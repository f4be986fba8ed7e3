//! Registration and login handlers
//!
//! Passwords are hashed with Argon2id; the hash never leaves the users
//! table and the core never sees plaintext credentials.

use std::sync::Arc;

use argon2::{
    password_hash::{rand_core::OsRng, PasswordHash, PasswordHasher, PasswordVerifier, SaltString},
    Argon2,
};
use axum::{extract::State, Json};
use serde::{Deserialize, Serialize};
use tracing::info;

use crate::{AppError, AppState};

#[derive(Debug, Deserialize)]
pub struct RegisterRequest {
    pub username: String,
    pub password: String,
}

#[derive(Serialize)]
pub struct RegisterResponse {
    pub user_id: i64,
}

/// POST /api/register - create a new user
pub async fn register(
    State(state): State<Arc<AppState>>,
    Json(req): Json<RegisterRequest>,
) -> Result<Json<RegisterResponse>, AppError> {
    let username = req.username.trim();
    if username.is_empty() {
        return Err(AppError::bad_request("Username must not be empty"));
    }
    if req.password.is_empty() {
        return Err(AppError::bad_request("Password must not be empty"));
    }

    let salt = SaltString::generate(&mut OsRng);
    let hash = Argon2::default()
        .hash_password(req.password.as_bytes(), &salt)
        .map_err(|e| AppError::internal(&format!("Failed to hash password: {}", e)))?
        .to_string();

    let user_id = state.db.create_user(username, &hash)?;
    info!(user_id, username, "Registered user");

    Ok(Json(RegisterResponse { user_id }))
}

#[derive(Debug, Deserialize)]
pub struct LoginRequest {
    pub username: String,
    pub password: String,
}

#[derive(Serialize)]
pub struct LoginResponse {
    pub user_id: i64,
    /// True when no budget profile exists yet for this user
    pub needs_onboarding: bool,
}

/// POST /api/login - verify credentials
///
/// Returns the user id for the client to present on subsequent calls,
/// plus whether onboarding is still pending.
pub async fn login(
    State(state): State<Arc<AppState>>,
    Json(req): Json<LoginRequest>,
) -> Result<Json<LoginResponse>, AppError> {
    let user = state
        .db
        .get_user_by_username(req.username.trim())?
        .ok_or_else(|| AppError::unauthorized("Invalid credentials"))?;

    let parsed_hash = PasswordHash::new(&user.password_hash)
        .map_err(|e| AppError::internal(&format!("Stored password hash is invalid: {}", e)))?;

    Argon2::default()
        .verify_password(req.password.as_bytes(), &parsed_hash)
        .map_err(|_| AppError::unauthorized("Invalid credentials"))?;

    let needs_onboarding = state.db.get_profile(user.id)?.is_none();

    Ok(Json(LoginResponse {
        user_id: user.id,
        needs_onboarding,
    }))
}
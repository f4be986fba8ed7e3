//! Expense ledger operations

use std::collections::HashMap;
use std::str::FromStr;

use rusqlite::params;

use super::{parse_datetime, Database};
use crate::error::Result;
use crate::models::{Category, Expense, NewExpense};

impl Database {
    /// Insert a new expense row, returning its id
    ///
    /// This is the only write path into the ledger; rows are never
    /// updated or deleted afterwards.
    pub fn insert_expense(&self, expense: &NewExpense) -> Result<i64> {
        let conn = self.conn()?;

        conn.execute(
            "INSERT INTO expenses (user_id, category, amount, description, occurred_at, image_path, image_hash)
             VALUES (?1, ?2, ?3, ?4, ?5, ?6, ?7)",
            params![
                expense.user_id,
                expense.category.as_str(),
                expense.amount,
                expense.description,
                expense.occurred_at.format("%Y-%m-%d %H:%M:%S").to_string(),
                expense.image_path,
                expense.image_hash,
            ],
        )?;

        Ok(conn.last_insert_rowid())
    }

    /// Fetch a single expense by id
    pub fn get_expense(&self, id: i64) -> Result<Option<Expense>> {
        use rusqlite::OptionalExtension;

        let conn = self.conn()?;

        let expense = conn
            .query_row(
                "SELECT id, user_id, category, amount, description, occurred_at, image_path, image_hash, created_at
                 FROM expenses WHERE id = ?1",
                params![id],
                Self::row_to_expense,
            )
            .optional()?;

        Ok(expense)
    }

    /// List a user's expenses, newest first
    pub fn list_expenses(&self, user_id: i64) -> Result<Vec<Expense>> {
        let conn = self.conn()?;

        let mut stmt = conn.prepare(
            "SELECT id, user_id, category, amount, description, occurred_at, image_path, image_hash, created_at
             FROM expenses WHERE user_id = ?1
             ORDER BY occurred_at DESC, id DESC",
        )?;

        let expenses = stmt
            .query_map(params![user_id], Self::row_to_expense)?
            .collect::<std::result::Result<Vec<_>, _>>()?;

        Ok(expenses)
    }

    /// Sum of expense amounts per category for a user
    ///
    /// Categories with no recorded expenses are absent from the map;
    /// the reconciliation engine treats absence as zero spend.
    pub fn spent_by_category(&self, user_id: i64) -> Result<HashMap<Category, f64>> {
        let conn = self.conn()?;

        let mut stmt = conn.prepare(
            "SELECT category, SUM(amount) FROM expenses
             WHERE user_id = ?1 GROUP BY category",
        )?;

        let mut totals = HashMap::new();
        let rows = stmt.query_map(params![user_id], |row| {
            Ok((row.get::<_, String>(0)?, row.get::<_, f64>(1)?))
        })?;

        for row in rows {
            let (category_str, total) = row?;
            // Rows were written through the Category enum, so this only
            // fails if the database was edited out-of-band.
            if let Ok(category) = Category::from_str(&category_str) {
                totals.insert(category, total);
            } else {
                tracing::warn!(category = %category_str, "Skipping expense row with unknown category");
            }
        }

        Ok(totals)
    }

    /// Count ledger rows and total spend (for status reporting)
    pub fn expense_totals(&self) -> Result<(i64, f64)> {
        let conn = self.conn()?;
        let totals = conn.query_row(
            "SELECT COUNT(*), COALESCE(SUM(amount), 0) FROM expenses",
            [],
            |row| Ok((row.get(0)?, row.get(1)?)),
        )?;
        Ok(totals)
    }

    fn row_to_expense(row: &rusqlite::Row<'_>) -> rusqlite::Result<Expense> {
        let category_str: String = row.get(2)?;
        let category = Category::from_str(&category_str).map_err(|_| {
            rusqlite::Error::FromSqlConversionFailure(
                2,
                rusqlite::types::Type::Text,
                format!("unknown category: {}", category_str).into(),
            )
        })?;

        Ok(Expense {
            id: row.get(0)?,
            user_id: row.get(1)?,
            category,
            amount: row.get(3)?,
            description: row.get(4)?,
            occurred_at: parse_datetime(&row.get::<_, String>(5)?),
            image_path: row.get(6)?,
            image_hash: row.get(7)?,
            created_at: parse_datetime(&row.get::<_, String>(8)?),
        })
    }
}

**Task:**
All lines from the top of the data through the line containing "for this user" need to be retyped exactly, and nothing more.

**Answer to this problem:**
repository f4be986fba8ed7e3
//! Registration and login handlers
//!
//! Passwords are hashed with Argon2id; the hash never leaves the users
//! table and the core never sees plaintext credentials.

use std::sync::Arc;

use argon2::{
    password_hash::{rand_core::OsRng, PasswordHash, PasswordHasher, PasswordVerifier, SaltString},
    Argon2,
};
use axum::{extract::State, Json};
use serde::{Deserialize, Serialize};
use tracing::info;

use crate::{AppError, AppState};

#[derive(Debug, Deserialize)]
pub struct RegisterRequest {
    pub username: String,
    pub password: String,
}

#[derive(Serialize)]
pub struct RegisterResponse {
    pub user_id: i64,
}

/// POST /api/register - create a new user
pub async fn register(
    State(state): State<Arc<AppState>>,
    Json(req): Json<RegisterRequest>,
) -> Result<Json<RegisterResponse>, AppError> {
    let username = req.username.trim();
    if username.is_empty() {
        return Err(AppError::bad_request("Username must not be empty"));
    }
    if req.password.is_empty() {
        return Err(AppError::bad_request("Password must not be empty"));
    }

    let salt = SaltString::generate(&mut OsRng);
    let hash = Argon2::default()
        .hash_password(req.password.as_bytes(), &salt)
        .map_err(|e| AppError::internal(&format!("Failed to hash password: {}", e)))?
        .to_string();

    let user_id = state.db.create_user(username, &hash)?;
    info!(user_id, username, "Registered user");

    Ok(Json(RegisterResponse { user_id }))
}

#[derive(Debug, Deserialize)]
pub struct LoginRequest {
    pub username: String,
    pub password: String,
}

#[derive(Serialize)]
pub struct LoginResponse {
    pub user_id: i64,
    /// True when no budget profile exists yet for this user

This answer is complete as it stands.